=== MATERIAL FOR THE TASK ===

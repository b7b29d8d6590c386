// Copyright (c) 2026 Bountyy Oy. All rights reserved.
// This software is proprietary and confidential.

use serde::{Deserialize, Serialize};
use std::time::Duration;
use validator::Validate;

#[derive(Debug, Clone, Serialize, Deserialize, Validate)]
pub struct AppConfig {
    #[validate(nested)]
    #[serde(default)]
    pub server: ServerConfig,

    #[validate(nested)]
    #[serde(default)]
    pub scanner: ScannerConfig,

    #[validate(nested)]
    #[serde(default)]
    pub dns: DnsConfig,

    #[serde(default)]
    pub observability: ObservabilityConfig,
}

#[derive(Debug, Clone, Serialize, Deserialize, Validate)]
pub struct ServerConfig {
    #[validate(length(min = 1))]
    #[serde(default = "default_host")]
    pub host: String,

    #[validate(range(min = 1))]
    #[serde(default = "default_port")]
    pub port: u16,
}

#[derive(Debug, Clone, Serialize, Deserialize, Validate)]
pub struct ScannerConfig {
    /// Probes launched concurrently per wave
    #[validate(range(min = 1, max = 1000))]
    #[serde(default = "default_batch_size")]
    pub batch_size: usize,

    /// Pause between waves
    #[validate(range(min = 0, max = 60000))]
    #[serde(default = "default_batch_delay_ms")]
    pub batch_delay_ms: u64,

    #[validate(range(min = 1, max = 300))]
    #[serde(default = "default_http_timeout")]
    pub http_timeout_secs: u64,

    /// Scheme used for the reachability check
    #[validate(length(min = 1))]
    #[serde(default = "default_probe_scheme")]
    pub probe_scheme: String,

    /// Explicit port for the reachability check; scheme default when unset
    #[serde(default)]
    pub probe_port: Option<u16>,

    #[serde(default)]
    pub user_agent: Option<String>,

    #[validate(range(min = 1, max = 100000))]
    #[serde(default = "default_bruteforce_limit")]
    pub bruteforce_limit: usize,

    #[validate(range(min = 1, max = 3))]
    #[serde(default = "default_bruteforce_max_length")]
    pub bruteforce_max_length: usize,
}

#[derive(Debug, Clone, Serialize, Deserialize, Validate)]
pub struct DnsConfig {
    #[serde(default)]
    pub backend: DnsBackend,

    #[validate(url)]
    #[serde(default = "default_doh_endpoint")]
    pub doh_endpoint: String,

    #[validate(range(min = 1, max = 300))]
    #[serde(default = "default_dns_timeout")]
    pub timeout_secs: u64,
}

/// Resolver used for the DNS fallback
#[derive(Debug, Clone, Copy, Serialize, Deserialize, PartialEq, Eq)]
#[serde(rename_all = "lowercase")]
pub enum DnsBackend {
    /// DNS-over-HTTPS JSON API
    Doh,
    /// System nameservers via hickory
    System,
}

impl Default for DnsBackend {
    fn default() -> Self {
        DnsBackend::Doh
    }
}

impl std::str::FromStr for DnsBackend {
    type Err = String;

    fn from_str(s: &str) -> Result<Self, Self::Err> {
        match s.to_lowercase().as_str() {
            "doh" | "https" => Ok(DnsBackend::Doh),
            "system" | "native" => Ok(DnsBackend::System),
            _ => Err(format!("Unknown DNS backend: {}", s)),
        }
    }
}

#[derive(Debug, Clone, Serialize, Deserialize)]
pub struct ObservabilityConfig {
    #[serde(default = "default_log_level")]
    pub log_level: String,
}

impl ScannerConfig {
    pub fn http_timeout(&self) -> Duration {
        Duration::from_secs(self.http_timeout_secs)
    }

    pub fn batch_delay(&self) -> Duration {
        Duration::from_millis(self.batch_delay_ms)
    }
}

impl DnsConfig {
    pub fn timeout(&self) -> Duration {
        Duration::from_secs(self.timeout_secs)
    }
}

impl Default for AppConfig {
    fn default() -> Self {
        Self {
            server: ServerConfig::default(),
            scanner: ScannerConfig::default(),
            dns: DnsConfig::default(),
            observability: ObservabilityConfig::default(),
        }
    }
}

impl Default for ServerConfig {
    fn default() -> Self {
        Self {
            host: default_host(),
            port: default_port(),
        }
    }
}

impl Default for ScannerConfig {
    fn default() -> Self {
        Self {
            batch_size: default_batch_size(),
            batch_delay_ms: default_batch_delay_ms(),
            http_timeout_secs: default_http_timeout(),
            probe_scheme: default_probe_scheme(),
            probe_port: None,
            user_agent: None,
            bruteforce_limit: default_bruteforce_limit(),
            bruteforce_max_length: default_bruteforce_max_length(),
        }
    }
}

impl Default for DnsConfig {
    fn default() -> Self {
        Self {
            backend: DnsBackend::default(),
            doh_endpoint: default_doh_endpoint(),
            timeout_secs: default_dns_timeout(),
        }
    }
}

impl Default for ObservabilityConfig {
    fn default() -> Self {
        Self {
            log_level: default_log_level(),
        }
    }
}

fn default_host() -> String {
    "127.0.0.1".to_string()
}

fn default_port() -> u16 {
    3000
}

fn default_batch_size() -> usize {
    10
}

fn default_batch_delay_ms() -> u64 {
    100
}

fn default_http_timeout() -> u64 {
    3
}

fn default_probe_scheme() -> String {
    "https".to_string()
}

fn default_bruteforce_limit() -> usize {
    150
}

fn default_bruteforce_max_length() -> usize {
    3
}

fn default_doh_endpoint() -> String {
    "https://dns.google/resolve".to_string()
}

fn default_dns_timeout() -> u64 {
    3
}

fn default_log_level() -> String {
    "info".to_string()
}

===

→ EXERCISE DESCRIPTION
A single number is the whole answer here: the number of lines in the data that include "Duration".

→ THE ANSWER
7